Langage exempt de préjugés

Dans le cadre de la documentation associée à ce produit, nous nous efforçons d’utiliser un langage exempt de préjugés. Dans cet ensemble de documents, le langage exempt de discrimination renvoie à une langue qui exclut la discrimination en fonction de l’âge, des handicaps, du genre, de l’appartenance raciale de l’identité ethnique, de l’orientation sexuelle, de la situation socio-économique et de l’intersectionnalité. Des exceptions peuvent s’appliquer dans les documents si le langage est codé en dur dans les interfaces utilisateurs du produit logiciel, si le langage utilisé est basé sur la documentation RFP ou si le langage utilisé provient d’un produit tiers référencé. Découvrez comment Cisco utilise le langage inclusif.

À propos de cette traduction

Cisco a traduit ce document en traduction automatisée vérifiée par une personne dans le cadre d’un service mondial permettant à nos utilisateurs d’obtenir le contenu d’assistance dans leur propre langue. Il convient cependant de noter que même la meilleure traduction automatisée ne sera pas aussi précise que celle fournie par un traducteur professionnel.

    Introduction

    Ce document décrit comment configurer un point d'accès intérieur (AP) en tant que FlexConnect Office Extend (OEAP) et comment activer le split tunneling afin que vous puissiez définir quel trafic pourrait être commuté localement au bureau à domicile et quel trafic doit être commuté de manière centralisée au WLC.

    Conditions préalables

    Exigences

    La configuration de ce document suppose que le WLC est déjà configuré dans une DMZ avec NAT activé et que l'AP peut joindre le WLC depuis le bureau à domicile.

    Composants utilisés

    Les informations contenues dans ce document sont basées sur les versions de matériel et de logiciel suivantes :

    • Contrôleurs LAN sans fil 9800 exécutant le logiciel Cisco IOS-XE 17.3.1.
    • Points d'accès Wave1 : 1 700/2 700/3 700.
    • Points d'accès Wave2 : gammes 1800/2800/3800/4800 et Catalyst 9100. 

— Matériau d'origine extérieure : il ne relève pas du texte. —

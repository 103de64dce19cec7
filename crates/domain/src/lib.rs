//! Domain layer for the marketplace order core.
//!
//! This crate provides:
//! - `OrderService::create_order`, turning a buyer's cart into a multi-seller order
//! - `OrderService::advance_status`, the per-item fulfillment state machine
//! - Collaborator traits for the catalog, account directory and notification emitter
//! - Best-effort notification dispatch, inline or through a background queue

pub mod collaborators;
pub mod error;
pub mod notifications;
pub mod order;

pub use collaborators::{
    Account, AccountDirectory, CatalogReader, CollaboratorError, InMemoryAccountDirectory,
    InMemoryCatalog, Notification, NotificationEmitter, ProductSnapshot, RecordingNotifier,
};
pub use error::OrderError;
pub use notifications::{FanoutPolicy, NotificationDispatcher};
pub use order::{
    Actor, ActorRole, AdvanceStatus, CreateOrder, ESTIMATED_DELIVERY_DAYS, OrderService,
    authorize, ensure_legal,
};
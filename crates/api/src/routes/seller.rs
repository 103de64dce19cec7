//! Seller fulfillment list.

use std::sync::Arc;

use axum::Json;
use axum::extract::{Query, State};
use order_store::{CartStore, OrderRepository};
use views::OrderView;

use super::PageParams;
use super::orders::AppState;
use crate::auth::Caller;
use crate::error::ApiError;

/// GET /seller/orders: orders holding the caller's items, showing only those items.
#[tracing::instrument(skip(state))]
pub async fn list<S: OrderRepository + CartStore + Clone + 'static>(
    State(state): State<Arc<AppState<S>>>,
    caller: Caller,
    Query(params): Query<PageParams>,
) -> Result<Json<Vec<OrderView>>, ApiError> {
    let seller_id = caller.seller_id()?;
    let orders = state
        .views
        .orders_for_seller(seller_id, params.into())
        .await?;
    Ok(Json(orders))
}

    The information in this document was created from the devices in a specific lab environment. All of the devices used in this document started with a cleared (default) configuration. Si votre réseau est en ligne, assurez-vous de bien comprendre l’incidence possible des commandes.

    Aperçu

    Un point d'accès Cisco OfficeExtend (Cisco OEAP) fournit des communications sécurisées entre un WLC Cisco et un point d'accès Cisco sur un site distant, étendant de manière transparente le WLAN d'entreprise sur Internet à la résidence d'un employé. L'expérience de l'utilisateur au bureau à domicile est exactement la même que dans le bureau de l'entreprise. Le cryptage DTLS (Datagram Transport Layer Security) entre le point d'accès et le contrôleur garantit que toutes les communications disposent du niveau de sécurité le plus élevé. Tout point d'accès intérieur en mode FlexConnect peut agir comme un point d'accès OEAP.

    Informations générales

    FlexConnect fait référence à la capacité d'un point d'accès (AP) à gérer des clients sans fil lorsqu'il fonctionne sur des sites distants, par exemple, sur un WAN. Ils peuvent également décider si le trafic provenant des clients sans fil est placé directement sur le réseau au niveau du point d'accès (commutation locale) ou si le trafic est centralisé sur le contrôleur 9800 (commutation centrale) et renvoyé sur le WAN, sur une base WLAN.

    Consultez ce document Comprendre FlexConnect sur le contrôleur sans fil Catalyst 9800 pour des informations détaillées sur FlexConnect.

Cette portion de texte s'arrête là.